WHAT TO DO: Copy out all of the material. Every line must match the original.

SUPPLIED MATERIAL:
use thiserror::Error;

/// Errors produced by type construction and validation.
#[derive(Debug, Error, Clone, PartialEq, Eq)]
pub enum TypeError {
    /// A `url`/`as` argument was not a `{ query, hash }` object.
    #[error("invalid {argument} descriptor: {reason}")]
    InvalidDescriptor {
        argument: &'static str,
        reason: String,
    },

    #[error("invalid href: {0}")]
    InvalidHref(String),
}

/// Convenience alias for type-level operations.
pub type Result<T> = std::result::Result<T, TypeError>;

EXERCISE OUTPUT:
use thiserror::Error;

/// Errors produced by type construction and validation.
#[derive(Debug, Error, Clone, PartialEq, Eq)]
pub enum TypeError {
    /// A `url`/`as` argument was not a `{ query, hash }` object.
    #[error("invalid {argument} descriptor: {reason}")]
    InvalidDescriptor {
        argument: &'static str,
        reason: String,
    },

    #[error("invalid href: {0}")]
    InvalidHref(String),
}

/// Convenience alias for type-level operations.
pub type Result<T> = std::result::Result<T, TypeError>;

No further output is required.